Someone please insert centerfold picture here ->


----------



## Sapper6 (Oct 6, 2005)

Doc,

i would be interested to know what you and Mr. Parker were doing in the above photograph.  looks like studying...

...and did you break out into any funky piano jams that afternoon?


----------



## Doc (Oct 6, 2005)

Sapper6 said:
			
		

> Doc,
> 
> i would be interested to know what you and Mr. Parker were doing in the above photograph.  looks like studying...
> 
> ...and did you break out into any funky piano jams that afternoon?


You know I really don't remember. Clearly that was from the seventies in Mr. Parker's living room, and the famous piano the Mr. Rich Hale spoke of in our private lessons. 
But Mr. Parker was always giving me organizational lessons to help categorize and sort information for the codification process. However considering the picture was taken by Rainer Schulte, and he and I never had a lesson together that I can recall, it probably had something to do with the Internationals. Rainer was an intergarl part of the IKC for many years.

Oh by the way, I leave the piano jamming to the Old Man and Rich Hale. Both were better at it than I.


----------



## Doc (Oct 6, 2005)

kenpo3631 said:
			
		

> I noticed that the "Seniors" listed on this forum are Chape'l, Trejo, Hebler, Kelly, LaBounty, Mills, Palanzo, Planas, Sullivan, Tatum, & Conatser. I didn't see Wedlake on this list.
> 
> I mean no disrespect by this post but why isn't Wedlake listed? He became a direct student in 1979 as well as Mr. Conatser. Mr. Mills became one in 1980. That's only a 10 to 11 year prior to the SGM's passing, a far cry from when the other individuals on this list began training with Mr. Parker.
> 
> Which raises the question, are they there because of their status (as heads of organizations)? Is Wedlake not qualified as a Senior? After all he began training in the same year as Mr. Conatser and yet Mr. C is listed as a Senior and Wedlake isn't.

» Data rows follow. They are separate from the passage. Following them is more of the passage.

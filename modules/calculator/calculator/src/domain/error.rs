//! Domain error types for the calculator module.

use calculator_sdk::CalculatorError;
use thiserror::Error;

/// Domain-level errors for the calculator module.
#[derive(Error, Debug, Clone, PartialEq, Eq)]
pub enum DomainError {
    /// The symbol is not one of `+ - * /`.
    #[error("Unsupported operator: {0}")]
    UnsupportedOperator(String),

    #[error("Cannot divide by zero")]
    DivisionByZero,

    #[error("At least one operation is required")]
    EmptyChain,

    #[error("The first operation must include 'num1'")]
    MissingFirstOperand,

    /// A chain step lacks `operator` or `num2`.
    #[error("Operation {index} must include 'operator' and 'num2'")]
    MalformedStep { index: usize },

    /// The result overflowed to infinity or is NaN.
    #[error("Result is not a finite number")]
    NonFiniteResult,
}

impl DomainError {
    #[must_use]
    pub fn unsupported_operator(symbol: impl Into<String>) -> Self {
        Self::UnsupportedOperator(symbol.into())
    }

    #[must_use]
    pub fn malformed_step(index: usize) -> Self {
        Self::MalformedStep { index }
    }
}

impl From<DomainError> for CalculatorError {
    fn from(e: DomainError) -> Self {
        match e {
            DomainError::UnsupportedOperator(symbol) => {
                CalculatorError::unsupported_operator(symbol)
            }
            DomainError::DivisionByZero => CalculatorError::DivisionByZero,
            DomainError::EmptyChain => CalculatorError::EmptyChain,
            DomainError::MissingFirstOperand => CalculatorError::MissingFirstOperand,
            DomainError::MalformedStep { index } => CalculatorError::MalformedStep { index },
            DomainError::NonFiniteResult => CalculatorError::NonFiniteResult,
        }
    }
}
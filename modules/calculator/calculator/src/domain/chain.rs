//! Structural validation of loosely-shaped chain steps.

use calculator_sdk::{Chain, ChainStepInput, FirstStep, NextStep};

use super::error::DomainError;
use super::registry;

/// Turn client-supplied steps into a typed [`Chain`].
///
/// Checks run in this order: empty list, missing `num1` on the first step,
/// then per step (in order) missing `operator`/`num2` and unknown symbols.
/// A `num1` on any later step is ignored.
///
/// # Errors
/// `EmptyChain`, `MissingFirstOperand`, `MalformedStep` or `UnsupportedOperator`.
pub fn build_chain(steps: &[ChainStepInput]) -> Result<Chain, DomainError> {
    let Some((head, tail)) = steps.split_first() else {
        return Err(DomainError::EmptyChain);
    };

    let Some(num1) = head.num1 else {
        return Err(DomainError::MissingFirstOperand);
    };
    let first = parse_step(0, head)?;
    let mut chain = Chain::new(FirstStep {
        num1,
        num2: first.num2,
        operator: first.operator,
    });

    for (offset, step) in tail.iter().enumerate() {
        chain.push(parse_step(offset + 1, step)?);
    }

    Ok(chain)
}

fn parse_step(index: usize, step: &ChainStepInput) -> Result<NextStep, DomainError> {
    let (Some(symbol), Some(num2)) = (step.operator.as_deref(), step.num2) else {
        return Err(DomainError::malformed_step(index));
    };
    let operator = registry::resolve(symbol)?;
    Ok(NextStep { num2, operator })
}
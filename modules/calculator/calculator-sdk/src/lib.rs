//! Calculator SDK
//!
//! This crate provides everything needed to consume the calculator service:
//! - API trait (`CalculatorClient`)
//! - Models (`Operator`, `OperationRecord`, `Chain`, `ChainStepInput`)
//! - Error type (`CalculatorError`)
//!
//! ## Usage
//!
//! ```ignore
//! use calculator_sdk::{CalculatorClient, ChainStepInput};
//!
//! let client: Arc<dyn CalculatorClient> = module.client();
//! let sum = client.calculate(1.0, 2.0, "+")?;
//! let chained = client.calculate_chain(&[
//!     ChainStepInput::first(10.0, "+", 5.0),
//!     ChainStepInput::next("*", 2.0),
//! ])?;
//! ```

#![forbid(unsafe_code)]
#![deny(rust_2018_idioms)]

// === API TRAIT ===
mod api;
pub use api::CalculatorClient;

// === ERRORS ===
mod error;
pub use error::CalculatorError;

// === MODELS ===
pub mod models;
pub use models::{Chain, ChainStepInput, FirstStep, NextStep, OperationRecord, Operator};
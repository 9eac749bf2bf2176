use std::sync::Arc;

use axum::{Json, extract::Extension};
use utoipa::openapi::OpenApi;

use crate::domain::service::Service;

use super::dto::{
    CalculateChainRequest, CalculateRequest, HealthResponse, HistoryItemDto, HistoryResponse,
    MessageResponse, OperationResponse, OperationsResponse, RootResponse,
};
use super::error::{ApiResult, domain_error_to_problem};
use super::extract::ValidatedJson;

/// Static identity reported by `/` and `/health`.
#[derive(Debug, Clone)]
pub struct ServiceInfo {
    pub name: String,
    pub version: String,
}

pub async fn root(Extension(info): Extension<Arc<ServiceInfo>>) -> Json<RootResponse> {
    Json(RootResponse {
        message: "Calculator API - backend running".to_owned(),
        version: info.version.clone(),
    })
}

pub async fn health(Extension(info): Extension<Arc<ServiceInfo>>) -> Json<HealthResponse> {
    Json(HealthResponse {
        status: "healthy".to_owned(),
        service: info.name.clone(),
    })
}

pub async fn list_operations() -> Json<OperationsResponse> {
    let operations: Vec<String> = Service::supported_operators()
        .iter()
        .map(|op| op.symbol().to_owned())
        .collect();
    let count = operations.len();
    Json(OperationsResponse { operations, count })
}

pub async fn calculate(
    Extension(svc): Extension<Arc<Service>>,
    ValidatedJson(req): ValidatedJson<CalculateRequest>,
) -> ApiResult<Json<OperationResponse>> {
    let symbol = req.operator.symbol();
    let result = svc
        .calculate(req.num1, req.num2, symbol)
        .map_err(|e| domain_error_to_problem(&e, "/calculate"))?;

    Ok(Json(OperationResponse {
        result,
        message: format!(
            "{} {symbol} {} = {}",
            format_number(req.num1),
            format_number(req.num2),
            format_number(result)
        ),
    }))
}

/// Plain decimal for ordinary magnitudes, scientific notation for very large
/// or very small ones so the message stays short.
fn format_number(x: f64) -> String {
    let magnitude = x.abs();
    if x != 0.0 && !(1e-6..1e16).contains(&magnitude) {
        format!("{x:e}")
    } else {
        format!("{x}")
    }
}

pub async fn calculate_chain(
    Extension(svc): Extension<Arc<Service>>,
    ValidatedJson(req): ValidatedJson<CalculateChainRequest>,
) -> ApiResult<Json<OperationResponse>> {
    let result = svc
        .calculate_chain(&req.to_steps())
        .map_err(|e| domain_error_to_problem(&e, "/calculate-chain"))?;

    Ok(Json(OperationResponse {
        result,
        message: "Chain executed successfully".to_owned(),
    }))
}

pub async fn get_history(Extension(svc): Extension<Arc<Service>>) -> Json<HistoryResponse> {
    let history: Vec<HistoryItemDto> = svc.history().into_iter().map(Into::into).collect();
    let count = history.len();
    Json(HistoryResponse { history, count })
}

pub async fn clear_history(Extension(svc): Extension<Arc<Service>>) -> Json<MessageResponse> {
    svc.clear_history();
    Json(MessageResponse {
        message: "History cleared".to_owned(),
    })
}

pub async fn openapi_json(Extension(doc): Extension<Arc<OpenApi>>) -> Json<OpenApi> {
    Json(doc.as_ref().clone())
}
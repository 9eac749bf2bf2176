#[cfg(test)]
#[allow(clippy::float_cmp)]
mod tests {
    use super::super::*;
    use crate::config::CalculatorConfig;
    use calculator_sdk::{Chain, ChainStepInput, FirstStep, Operator};
    use tracing_test::traced_test;

    fn create_test_service() -> service::Service {
        service::Service::new(&CalculatorConfig::default())
    }

    #[test]
    fn test_calculate_all_operators() {
        let service = create_test_service();

        assert_eq!(service.calculate(10.0, 5.0, "+").unwrap(), 15.0);
        assert_eq!(service.calculate(10.0, 5.0, "-").unwrap(), 5.0);
        assert_eq!(service.calculate(10.0, 5.0, "*").unwrap(), 50.0);
        assert_eq!(service.calculate(10.0, 5.0, "/").unwrap(), 2.0);

        let history = service.history();
        assert_eq!(history.len(), 4);
        assert_eq!(history[2].operator, Operator::Multiply);
        assert_eq!(history[2].result, 50.0);
    }

    #[test]
    fn test_calculate_records_operands_and_result() {
        let service = create_test_service();
        service.calculate(5.5, 2.5, "+").unwrap();

        let history = service.history();
        assert_eq!(history.len(), 1);
        assert_eq!(history[0].num1, 5.5);
        assert_eq!(history[0].num2, 2.5);
        assert_eq!(history[0].operator, Operator::Add);
        assert_eq!(history[0].result, 8.0);
    }

    #[test]
    fn test_division_by_zero_is_not_recorded() {
        let service = create_test_service();

        let err = service.calculate(10.0, 0.0, "/").unwrap_err();

        assert_eq!(err, error::DomainError::DivisionByZero);
        assert!(service.history().is_empty());
    }

    #[test]
    fn test_unsupported_operator() {
        let service = create_test_service();

        let err = service.calculate(10.0, 5.0, "%").unwrap_err();

        assert!(matches!(err, error::DomainError::UnsupportedOperator(ref s) if s == "%"));
        assert!(service.history().is_empty());
    }

    #[test]
    fn test_chain_empty() {
        let service = create_test_service();
        assert_eq!(
            service.calculate_chain(&[]),
            Err(error::DomainError::EmptyChain)
        );
    }

    #[test]
    fn test_chain_missing_first_operand() {
        let service = create_test_service();
        let steps = [ChainStepInput::next("+", 5.0)];

        assert_eq!(
            service.calculate_chain(&steps),
            Err(error::DomainError::MissingFirstOperand)
        );
        assert!(service.history().is_empty());
    }

    #[test]
    fn test_chain_two_operations() {
        let service = create_test_service();
        let steps = [
            ChainStepInput::first(10.0, "+", 5.0),
            ChainStepInput::next("*", 2.0),
        ];

        assert_eq!(service.calculate_chain(&steps).unwrap(), 30.0);
        assert_eq!(service.history().len(), 2);
    }

    #[test]
    fn test_chain_three_operations() {
        let service = create_test_service();
        let steps = [
            ChainStepInput::first(10.0, "+", 5.0),
            ChainStepInput::next("*", 2.0),
            ChainStepInput::next("-", 3.0),
        ];

        assert_eq!(service.calculate_chain(&steps).unwrap(), 27.0);

        let history = service.history();
        assert_eq!(history.len(), 3);
        // each step starts from the previous result
        assert_eq!(history[1].num1, 15.0);
        assert_eq!(history[2].num1, 30.0);
        assert_eq!(history[2].result, 27.0);
    }

    #[test]
    fn test_chain_unsupported_operator() {
        let service = create_test_service();
        let steps = [
            ChainStepInput::first(10.0, "+", 5.0),
            ChainStepInput::next("%", 2.0),
        ];

        assert_eq!(
            service.calculate_chain(&steps),
            Err(error::DomainError::unsupported_operator("%"))
        );
        // rejected before any step ran
        assert!(service.history().is_empty());
    }

    #[test]
    fn test_chain_malformed_step_records_nothing() {
        let service = create_test_service();
        let steps = [
            ChainStepInput::first(10.0, "+", 5.0),
            ChainStepInput {
                num1: None,
                num2: Some(2.0),
                operator: None,
            },
        ];

        assert_eq!(
            service.calculate_chain(&steps),
            Err(error::DomainError::malformed_step(1))
        );
        assert!(service.history().is_empty());
    }

    #[test]
    #[traced_test]
    fn test_chain_division_by_zero_keeps_earlier_records() {
        let service = create_test_service();
        let steps = [
            ChainStepInput::first(10.0, "+", 5.0),
            ChainStepInput::next("/", 0.0),
            ChainStepInput::next("*", 2.0),
        ];

        assert_eq!(
            service.calculate_chain(&steps),
            Err(error::DomainError::DivisionByZero)
        );

        let history = service.history();
        assert_eq!(history.len(), 1);
        assert_eq!(history[0].result, 15.0);
        assert!(logs_contain("chain aborted"));
    }

    #[test]
    fn test_overflow_is_not_recorded() {
        let service = create_test_service();

        let err = service.calculate(1e308, 1e308, "*").unwrap_err();

        assert_eq!(err, error::DomainError::NonFiniteResult);
        assert!(service.history().is_empty());
    }

    #[test]
    fn test_chain_overflow_keeps_earlier_records() {
        let service = create_test_service();
        let steps = [
            ChainStepInput::first(1e300, "+", 0.0),
            ChainStepInput::next("*", 1e10),
            ChainStepInput::next("+", 1.0),
        ];

        assert_eq!(
            service.calculate_chain(&steps),
            Err(error::DomainError::NonFiniteResult)
        );

        let history = service.history();
        assert_eq!(history.len(), 1);
        assert_eq!(history[0].result, 1e300);
    }

    #[test]
    fn test_evaluate_typed_chain() {
        let service = create_test_service();
        let chain = Chain::new(FirstStep {
            num1: 2.0,
            num2: 3.0,
            operator: Operator::Multiply,
        })
        .then(Operator::Divide, 4.0);

        assert_eq!(service.evaluate_chain(&chain).unwrap(), 1.5);
        assert_eq!(service.history_len(), 2);
    }

    #[test]
    fn test_clear_history() {
        let service = create_test_service();
        service.calculate(1.0, 2.0, "+").unwrap();
        service
            .calculate_chain(&[
                ChainStepInput::first(1.0, "+", 1.0),
                ChainStepInput::next("*", 3.0),
            ])
            .unwrap();

        assert_eq!(service.clear_history(), 3);
        assert!(service.history().is_empty());

        // clearing an empty history is fine too
        assert_eq!(service.clear_history(), 0);
        assert!(service.history().is_empty());
    }

    #[test]
    fn test_history_bound_from_config() {
        let service = service::Service::new(&CalculatorConfig {
            max_history: Some(2),
            ..CalculatorConfig::default()
        });
        service.calculate(1.0, 1.0, "+").unwrap();
        service.calculate(2.0, 2.0, "+").unwrap();
        service.calculate(3.0, 3.0, "+").unwrap();

        let results: Vec<f64> = service.history().iter().map(|r| r.result).collect();
        assert_eq!(results, vec![4.0, 6.0]);
    }

    #[test]
    fn test_supported_operators() {
        let symbols: Vec<&str> = service::Service::supported_operators()
            .iter()
            .map(|op| op.symbol())
            .collect();
        assert_eq!(symbols, ["+", "-", "*", "/"]);
    }
}
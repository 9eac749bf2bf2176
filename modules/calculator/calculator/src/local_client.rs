use std::sync::Arc;

use calculator_sdk::{
    CalculatorClient, CalculatorError, Chain, ChainStepInput, OperationRecord, Operator,
};

use crate::domain::service::Service;

/// In-process [`CalculatorClient`] backed by the module's service.
pub struct LocalClient {
    service: Arc<Service>,
}

impl LocalClient {
    #[must_use]
    pub fn new(service: Arc<Service>) -> Self {
        Self { service }
    }
}

impl CalculatorClient for LocalClient {
    fn calculate(&self, num1: f64, num2: f64, operator: &str) -> Result<f64, CalculatorError> {
        self.service
            .calculate(num1, num2, operator)
            .map_err(Into::into)
    }

    fn calculate_chain(&self, steps: &[ChainStepInput]) -> Result<f64, CalculatorError> {
        self.service.calculate_chain(steps).map_err(Into::into)
    }

    fn evaluate_chain(&self, chain: &Chain) -> Result<f64, CalculatorError> {
        self.service.evaluate_chain(chain).map_err(Into::into)
    }

    fn history(&self) -> Vec<OperationRecord> {
        self.service.history()
    }

    fn clear_history(&self) -> usize {
        self.service.clear_history()
    }

    fn supported_operators(&self) -> Vec<Operator> {
        Service::supported_operators().to_vec()
    }
}
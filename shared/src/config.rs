use std::time::Duration;

use serde::{Deserialize, Serialize};

use crate::animation::CubicBezier;
use crate::constants::{DEFAULT_TURNS, JITTER_MARGIN_DEG, REQUEST_TIMEOUT_MS, SPIN_DURATION_MS};

/// Tunables for one wheel instance.
#[derive(Debug, Clone, PartialEq, Serialize, Deserialize)]
#[serde(default)]
pub struct WheelConfig {
    /// Extra full revolutions per spin. Purely visual.
    pub turns: u32,
    pub spin_duration_ms: u32,
    /// Degrees kept clear of slice borders when jittering the landing point.
    pub jitter_margin_deg: f64,
    pub request_timeout_ms: u32,
    pub easing: CubicBezier,
}

impl Default for WheelConfig {
    fn default() -> Self {
        Self {
            turns: DEFAULT_TURNS,
            spin_duration_ms: SPIN_DURATION_MS,
            jitter_margin_deg: JITTER_MARGIN_DEG,
            request_timeout_ms: REQUEST_TIMEOUT_MS,
            easing: CubicBezier::default(),
        }
    }
}

impl WheelConfig {
    /// Clamp values that would break the engine's guarantees.
    pub fn sanitized(mut self) -> Self {
        if self.turns < 1 {
            log::warn!("turns must be at least 1, got {}", self.turns);
            self.turns = 1;
        }
        if !self.jitter_margin_deg.is_finite() || self.jitter_margin_deg < 0.0 {
            log::warn!("invalid jitter margin {}, using 0", self.jitter_margin_deg);
            self.jitter_margin_deg = 0.0;
        }
        self
    }

    pub fn request_timeout(&self) -> Duration {
        Duration::from_millis(self.request_timeout_ms as u64)
    }
}
use spinwheel_shared::wheel::StatusResponse;
use spinwheel_shared::SpinClient;
use wasm_bindgen_futures::spawn_local;
use yew::prelude::*;

use crate::api::HttpSpinClient;
use crate::config::{get_api_base_url, wheel_config};

/// One status check on mount. Failures leave the status unknown.
#[hook]
pub fn use_inventory_status() -> (bool, Option<StatusResponse>) {
    let status = use_state(|| None::<StatusResponse>);
    let loading = use_state(|| true);

    {
        let status = status.clone();
        let loading = loading.clone();

        use_effect_with((), move |_| {
            loading.set(true);

            spawn_local(async move {
                match HttpSpinClient::new(get_api_base_url(), wheel_config().request_timeout()) {
                    Ok(client) => match client.fetch_status().await {
                        Ok(data) => status.set(Some(data)),
                        Err(e) => log::debug!("Status check failed: {}", e),
                    },
                    Err(e) => log::error!("Cannot build HTTP client for status check: {}", e),
                }
                loading.set(false);
            });

            || ()
        });
    }

    (*loading, *status)
}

Actually Lee is simply not listed, not unlisted as a senior. You can't list everybody, especially people who don't participate. However if there were a large group of Lee's students who wanted a listing so they could discuss things from his teaching perspective, I'm sure they would be accommodated. When it was created, it was with the idea that these guys would particpate, and some have chosen not to. Perhaps their names should be removed until they decide to join in. Not my call. Better yet, tell Lee to get his hips over here so I can get a hold of him.  Lee's a good friend and it doesn't bother him in the least. However there are a bunch of forums out there that don't mention me at all and I think that's a bunch of crap.


----------



## Doc (Oct 6, 2005)

Kenpojujitsu3 said:
			
		

> Hey Doc Chapel what's that make You? LOL The race card pulled again when it needed to stay in the deck.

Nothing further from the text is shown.